Directions
Some entries follow. Reproduce exactly the lines starting at the one with "if let Some(p)" and stopping after the one with "use super::*;".

(Dataset entries)

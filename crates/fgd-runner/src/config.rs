use anyhow::{Context, Result};
use serde::Deserialize;
use std::path::{Path, PathBuf};
use thiserror::Error;

use fgd_core::VerificationRequest;

/// Optional `fgd.toml` defaults. Every field may be overridden on the command line.
#[derive(Clone, Debug, Default, Deserialize, PartialEq, Eq)]
#[serde(deny_unknown_fields)]
pub struct Config {
    #[serde(default)]
    pub commit: Option<String>,
    #[serde(default)]
    pub artifacts_dir: Option<String>,
    #[serde(default)]
    pub logs: Option<String>,
    #[serde(default)]
    pub cache_meta: Option<String>,
    #[serde(default)]
    pub out: Option<String>,
    #[serde(default)]
    pub required: Option<Vec<String>>,
    #[serde(default)]
    pub exit_code: Option<i32>,
    #[serde(default)]
    pub error_pattern: Option<String>,
}

impl Config {
    pub fn load_from(path: &Path) -> Result<Self> {
        let s = std::fs::read_to_string(path).with_context(|| format!("read {}", path.display()))?;
        let cfg: Config = toml::from_str(&s).with_context(|| format!("parse {}", path.display()))?;
        Ok(cfg)
    }
}

/// Values given explicitly on the command line.
#[derive(Clone, Debug, Default)]
pub struct Overrides {
    pub commit: Option<String>,
    pub artifacts_dir: Option<String>,
    pub logs: Option<String>,
    pub cache_meta: Option<String>,
    pub out: Option<String>,
    /// Comma-separated relative paths.
    pub required: Option<String>,
    pub exit_code: Option<i32>,
    pub error_pattern: Option<String>,
}

#[derive(Debug, Error)]
pub enum ConfigError {
    #[error("missing required arg: {0}")]
    MissingArg(&'static str),
    #[error("invalid --error-pattern: {0}")]
    InvalidPattern(#[from] regex::Error),
}

/// A fully resolved run: the immutable request plus where to write its result.
#[derive(Clone, Debug, PartialEq, Eq)]
pub struct Settings {
    pub request: VerificationRequest,
    pub out_path: PathBuf,
}

/// CLI value, else config value (tilde-expanded), else built-in default.
fn pick_path(cli: Option<String>, file: Option<&String>) -> Option<PathBuf> {
    cli.map(PathBuf::from)
        .or_else(|| file.map(|p| PathBuf::from(shellexpand::tilde(p).to_string())))
}

pub fn split_required(list: &str) -> Vec<String> {
    list.split(',')
        .map(str::trim)
        .filter(|s| !s.is_empty())
        .map(str::to_string)
        .collect()
}

pub fn resolve(cli: Overrides, file: Option<&Config>) -> Result<Settings, ConfigError> {
    let empty = Config::default();
    let file = file.unwrap_or(&empty);

    let commit = cli
        .commit
        .or_else(|| file.commit.clone())
        .filter(|c| !c.trim().is_empty())
        .ok_or(ConfigError::MissingArg("--commit"))?;

    let mut req = VerificationRequest::new(commit);
    if let Some(dir) = pick_path(cli.artifacts_dir, file.artifacts_dir.as_ref()) {
        req.artifacts_dir = dir;
    }
    if let Some(logs) = pick_path(cli.logs, file.logs.as_ref()) {
        req.logs_path = logs;
    }
    if let Some(meta) = pick_path(cli.cache_meta, file.cache_meta.as_ref()) {
        req.cache_meta_path = meta;
    }
    if let Some(list) = cli.required {
        req.required = split_required(&list);
    } else if let Some(list) = &file.required {
        req.required = list.iter().map(|s| s.trim()).filter(|s| !s.is_empty()).map(str::to_string).collect();
    }
    req.exit_code = cli.exit_code.or(file.exit_code).unwrap_or(0);

    let pattern = cli
        .error_pattern
        .or_else(|| file.error_pattern.clone())
        .filter(|p| !p.trim().is_empty());
    if let Some(p) = &pattern {
        regex::Regex::new(p)?;
    }
    req.error_pattern = pattern;

    let out_path = pick_path(cli.out, file.out.as_ref()).unwrap_or_else(|| req.default_out_path());
    Ok(Settings { request: req, out_path })
}

#[cfg(test)]
mod tests {
    use super::*;
    use tempfile::tempdir;

    fn with_commit(commit: &str) -> Overrides {
        Overrides {
            commit: Some(commit.to_string()),
            ..Overrides::default()
        }
    }

    #[test]
    fn defaults_apply_without_flags_or_file() {
        let s = resolve(with_commit("abc123"), None).unwrap();
        assert_eq!(s.request, VerificationRequest::new("abc123"));
        assert_eq!(s.out_path, PathBuf::from("artifacts/fgd_result.json"));
    }

    #[test]
    fn out_defaults_under_artifacts_dir() {
        let mut o = with_commit("abc123");
        o.artifacts_dir = Some("build/evidence".into());
        let s = resolve(o, None).unwrap();
        assert_eq!(s.out_path, PathBuf::from("build/evidence/fgd_result.json"));
    }

    #[test]
    fn missing_or_blank_commit_is_rejected() {
        assert!(matches!(resolve(Overrides::default(), None), Err(ConfigError::MissingArg("--commit"))));
        assert!(matches!(resolve(with_commit("  "), None), Err(ConfigError::MissingArg(_))));
        assert_eq!(
            resolve(Overrides::default(), None).unwrap_err().to_string(),
            "missing required arg: --commit"
        );
    }

    #[test]
    fn required_list_is_trimmed_and_drops_empty_entries() {
        assert_eq!(split_required(" a.xml , b.bin,,c.json, "), vec!["a.xml", "b.bin", "c.json"]);
    }

    #[test]
    fn blank_pattern_is_absent_and_invalid_pattern_rejected() {
        let mut o = with_commit("abc123");
        o.error_pattern = Some(" ".into());
        assert_eq!(resolve(o, None).unwrap().request.error_pattern, None);

        let mut o = with_commit("abc123");
        o.error_pattern = Some("(oops".into());
        assert!(matches!(resolve(o, None), Err(ConfigError::InvalidPattern(_))));
    }

    #[test]
    fn cli_overrides_config_file() {
        let dir = tempdir().unwrap();
        let path = dir.path().join("fgd.toml");
        std::fs::write(
            &path,
            r#"
commit = "fromfile"
artifacts_dir = "evidence"
required = ["report.xml", " bin "]
exit_code = 1
error_pattern = "FAILED"
"#,
        )
        .unwrap();
        let cfg = Config::load_from(&path).unwrap();

        let s = resolve(Overrides::default(), Some(&cfg)).unwrap();
        assert_eq!(s.request.commit, "fromfile");
        assert_eq!(s.request.artifacts_dir, PathBuf::from("evidence"));
        assert_eq!(s.request.required, vec!["report.xml", "bin"]);
        assert_eq!(s.request.exit_code, 1);
        assert_eq!(s.request.error_pattern.as_deref(), Some("FAILED"));

        let mut o = with_commit("abc123");
        o.exit_code = Some(0);
        o.required = Some("x.bin".into());
        let s = resolve(o, Some(&cfg)).unwrap();
        assert_eq!(s.request.commit, "abc123");
        assert_eq!(s.request.exit_code, 0);
        assert_eq!(s.request.required, vec!["x.bin"]);
    }

    #[test]
    fn unknown_config_keys_are_rejected() {
        let dir = tempdir().unwrap();
        let path = dir.path().join("fgd.toml");
        std::fs::write(&path, "comit = \"typo\"\n").unwrap();
        assert!(Config::load_from(&path).is_err());
    }
}
use anyhow::Result;
use fgd_core::{AuditState, VerificationRequest};

/// One evidence check in the audit pipeline.
///
/// A check converts every format problem in its own evidence into signals or
/// details. An `Err` is reserved for tool failures and aborts the audit.
pub trait Check: Send + Sync {
    fn name(&self) -> &'static str;
    fn run(&self, req: &VerificationRequest, state: &mut AuditState) -> Result<()>;
}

Exercise response
    if let Some(p) = &pattern {
        regex::Regex::new(p)?;
    }
    req.error_pattern = pattern;

    let out_path = pick_path(cli.out, file.out.as_ref()).unwrap_or_else(|| req.default_out_path());
    Ok(Settings { request: req, out_path })
}

#[cfg(test)]
mod tests {
    use super::*;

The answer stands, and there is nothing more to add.